The principles guiding the design and development of Confix include Simplicity, Composability, Flexibility, and Security.

Simplicity

Building an application locally is relatively straightforward, yet deploying the same application often poses significant challenges. In theory, deploying your app to a cloud provider seems like a breeze, but the reality often contrasts with this expectation. On a local machine, running an application is as easy as executing dotnet run or npm start, utilizing a local database, without having to worry about secrets or similar factors.

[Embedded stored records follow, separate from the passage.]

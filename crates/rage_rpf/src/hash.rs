//! Name hashing used by the game's lookup tables.

/// Jenkins one-at-a-time hash over the lowercase bytes of `text`
pub fn jenkins_hash(text: &str) -> u32 {
    let mut hash = text.bytes().fold(0u32, |hash, byte| {
        let hash = hash.wrapping_add(byte.to_ascii_lowercase() as u32);
        let hash = hash.wrapping_add(hash << 10);
        hash ^ (hash >> 6)
    });
    hash = hash.wrapping_add(hash << 3);
    hash ^= hash >> 11;
    hash.wrapping_add(hash << 15)
}

/// The name without its final extension, used for the short name hash
pub fn short_name(name: &str) -> &str {
    match name.rfind('.') {
        Some(index) if index > 0 => &name[..index],
        _ => name,
    }
}
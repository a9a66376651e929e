pub mod rpf;

#[derive(clap::Subcommand)]
pub enum Commands {
    /// Handle RPF archives
    Rpf {
        #[command(subcommand)]
        command: rpf::RpfCommands,
    },
}

impl Commands {
    pub fn handle(&self) -> miette::Result<()> {
        match self {
            Commands::Rpf { command } => command.handle(),
        }
    }
}
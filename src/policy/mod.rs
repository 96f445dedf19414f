//! Content policy enforcement.
//!
//! # Data Flow
//! ```text
//! request body "text" field (arbitrary JSON)
//!     → type/length check   → Rejection::Invalid
//!     → forbidden substring → Rejection::Forbidden(code)
//!     → keyword allow-list  → Rejection::NotAllowed
//!     → &str accepted for forwarding
//! ```
//!
//! # Design Decisions
//! - Policy is configuration data (two string sets + a bound), not control flow
//! - The forbidden check runs before the allow-list so a forbidden message
//!   gets the more specific rejection even when it also matches a keyword
//! - Keyword matching is case-insensitive; forbidden matching is exact

use serde_json::Value;

use crate::config::PolicyConfig;

/// Why a message was refused.
#[derive(Debug, Clone, PartialEq, Eq)]
pub enum Rejection {
    /// Text absent, not a string, empty, or over the length bound.
    Invalid,
    /// Text contains this forbidden substring.
    Forbidden(String),
    /// Text matched no allow-list keyword.
    NotAllowed,
}

/// Compiled content policy. Built once at startup, immutable after.
pub struct ContentPolicy {
    forbidden: Vec<String>,
    allowed_lower: Vec<String>,
    max_len: usize,
}

impl ContentPolicy {
    pub fn new(config: &PolicyConfig) -> Self {
        Self {
            forbidden: config.forbidden_substrings.clone(),
            allowed_lower: config
                .allowed_keywords
                .iter()
                .map(|k| k.to_lowercase())
                .collect(),
            max_len: config.max_text_length,
        }
    }

    /// Validate the raw `text` field of an incoming request.
    ///
    /// Returns the accepted text on success. Checks run in a fixed order:
    /// type/length, forbidden substrings, keyword allow-list.
    pub fn validate<'a>(&self, text: Option<&'a Value>) -> Result<&'a str, Rejection> {
        let text = text.and_then(Value::as_str).ok_or(Rejection::Invalid)?;
        if text.is_empty() || text.chars().count() > self.max_len {
            return Err(Rejection::Invalid);
        }

        for code in &self.forbidden {
            if text.contains(code.as_str()) {
                return Err(Rejection::Forbidden(code.clone()));
            }
        }

        let lowered = text.to_lowercase();
        if !self
            .allowed_lower
            .iter()
            .any(|keyword| lowered.contains(keyword.as_str()))
        {
            return Err(Rejection::NotAllowed);
        }

        Ok(text)
    }
}

#[cfg(test)]
mod tests {
    use super::*;
    use serde_json::json;

    fn policy() -> ContentPolicy {
        ContentPolicy::new(&PolicyConfig::default())
    }

    #[test]
    fn accepts_task_message() {
        let text = json!("New Task Accepted: Job TTV #42");
        assert_eq!(
            policy().validate(Some(&text)),
            Ok("New Task Accepted: Job TTV #42")
        );
    }

    #[test]
    fn keyword_match_is_case_insensitive() {
        let text = json!("MICROWORKERS payout processed");
        assert!(policy().validate(Some(&text)).is_ok());
    }

    #[test]
    fn rejects_missing_or_non_string_text() {
        assert_eq!(policy().validate(None), Err(Rejection::Invalid));

        let number = json!(42);
        assert_eq!(policy().validate(Some(&number)), Err(Rejection::Invalid));

        let empty = json!("");
        assert_eq!(policy().validate(Some(&empty)), Err(Rejection::Invalid));
    }

    #[test]
    fn rejects_over_length_even_with_keyword() {
        let long = json!(format!("Job TTV {}", "x".repeat(2000)));
        assert_eq!(policy().validate(Some(&long)), Err(Rejection::Invalid));
    }

    #[test]
    fn length_bound_is_inclusive() {
        let config = PolicyConfig {
            max_text_length: 10,
            ..PolicyConfig::default()
        };
        let policy = ContentPolicy::new(&config);

        let at_limit = json!("Job TTV #1");
        assert!(policy.validate(Some(&at_limit)).is_ok());
    }

    #[test]
    fn forbidden_code_blocks_before_keyword_check() {
        // Matches the "mw data allart" keyword but carries the blocked code,
        // so it must get the more specific rejection.
        let text = json!("mw data allart 1532");
        assert_eq!(
            policy().validate(Some(&text)),
            Err(Rejection::Forbidden("1532".to_string()))
        );
    }

    #[test]
    fn forbidden_match_is_case_sensitive_substring() {
        let text = json!("Job TTV ref 15320");
        // "1532" appears inside "15320"; substring semantics block it.
        assert_eq!(
            policy().validate(Some(&text)),
            Err(Rejection::Forbidden("1532".to_string()))
        );
    }

    #[test]
    fn rejects_text_without_keyword() {
        let text = json!("hello world");
        assert_eq!(policy().validate(Some(&text)), Err(Rejection::NotAllowed));
    }

    #[test]
    fn empty_allow_list_rejects_everything() {
        let config = PolicyConfig {
            allowed_keywords: vec![],
            ..PolicyConfig::default()
        };
        let policy = ContentPolicy::new(&config);

        let text = json!("New Task Accepted");
        assert_eq!(policy.validate(Some(&text)), Err(Rejection::NotAllowed));
    }
}
//! Configuration validation.
//!
//! Semantic checks on top of serde's syntactic ones. Validation is a pure
//! function that collects every error instead of stopping at the first.

use std::net::SocketAddr;

use thiserror::Error;

use crate::config::schema::RelayConfig;

/// A single semantic validation failure.
#[derive(Debug, Error)]
pub enum ValidationError {
    #[error("listener.bind_address '{0}' is not a valid socket address")]
    BadBindAddress(String),

    #[error("rate_limit.points must be at least 1 when rate limiting is enabled")]
    ZeroPoints,

    #[error("rate_limit.window_secs must be at least 1")]
    ZeroWindow,

    #[error("policy.max_text_length must be at least 1")]
    ZeroTextLength,

    #[error("timeouts.{0}_secs must be at least 1")]
    ZeroTimeout(&'static str),

    #[error("telegram.api_base '{0}' must be an http(s) URL")]
    BadApiBase(String),

    #[error("security.max_body_size must be at least 1")]
    ZeroBodySize,
}

/// Validate a configuration, returning all errors found.
pub fn validate_config(config: &RelayConfig) -> Result<(), Vec<ValidationError>> {
    let mut errors = Vec::new();

    if config.listener.bind_address.parse::<SocketAddr>().is_err() {
        errors.push(ValidationError::BadBindAddress(
            config.listener.bind_address.clone(),
        ));
    }

    if config.rate_limit.enabled && config.rate_limit.points == 0 {
        errors.push(ValidationError::ZeroPoints);
    }
    if config.rate_limit.window_secs == 0 {
        errors.push(ValidationError::ZeroWindow);
    }

    if config.policy.max_text_length == 0 {
        errors.push(ValidationError::ZeroTextLength);
    }

    if config.timeouts.request_secs == 0 {
        errors.push(ValidationError::ZeroTimeout("request"));
    }
    if config.timeouts.upstream_secs == 0 {
        errors.push(ValidationError::ZeroTimeout("upstream"));
    }

    if !config.telegram.api_base.starts_with("http://")
        && !config.telegram.api_base.starts_with("https://")
    {
        errors.push(ValidationError::BadApiBase(config.telegram.api_base.clone()));
    }

    if config.security.max_body_size == 0 {
        errors.push(ValidationError::ZeroBodySize);
    }

    if errors.is_empty() {
        Ok(())
    } else {
        Err(errors)
    }
}

#[cfg(test)]
mod tests {
    use super::*;

    #[test]
    fn default_config_is_valid() {
        assert!(validate_config(&RelayConfig::default()).is_ok());
    }

    #[test]
    fn collects_all_errors() {
        let mut config = RelayConfig::default();
        config.listener.bind_address = "not-an-address".to_string();
        config.rate_limit.points = 0;
        config.rate_limit.window_secs = 0;
        config.telegram.api_base = "ftp://example.com".to_string();

        let errors = validate_config(&config).unwrap_err();
        assert_eq!(errors.len(), 4);
    }
}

However, when it comes to deployment, you might find yourself grappling with concerns like, "How do I get this configuration into my app?" Confix simplifies this process; you merely store the configuration in a JSON file in your Git repository. Through the JSON Schemas, your IDE will help you with writing the configuration correctly with code completion and validation.

Composability

In enterprise settings, you frequently encounter shared code. There might be an internal library that you wish to reuse in multiple locations or across various services. You might, for example, only want to create extensions for configuring logging or the database connection once.

To facilitate this, Confix encourages reusability of configuration. With Confix, you can compose components that help you reuse parts of your shared code across your applications and services.

Flexibility

Confix is built upon the philosophy that every configuration file should be a JSON file that is easy to create and consume. If your application can load JSON files, it can utilize Confix as an app configuration manager. This principle ensures that you can load your configuration the same way, regardless of whether you are in a production environment or in a development one.

Security

While Confix is a powerful tool for managing application configuration, it is not designed to manage secrets. Instead, it provides a mechanism for representing secrets within your configuration using variables, but it does not store the secrets themselves. The actual secret storage is left to your discretion and your preferred storage method.

With Confix, you can easily integrate your preferred method of storing secrets. You might choose to store your secrets in Azure Key Vault, HashiCorp Vault, or perhaps as environment variables. Alternatively, you may decide to encrypt them and store them in the same JSON file as your other configuration data.

By adhering to these principles, Confix aims to streamline the application configuration process, making it more efficient and less error-prone. Enjoy the simplicity and flexibility of Confix, and say goodbye to the complications of application configuration.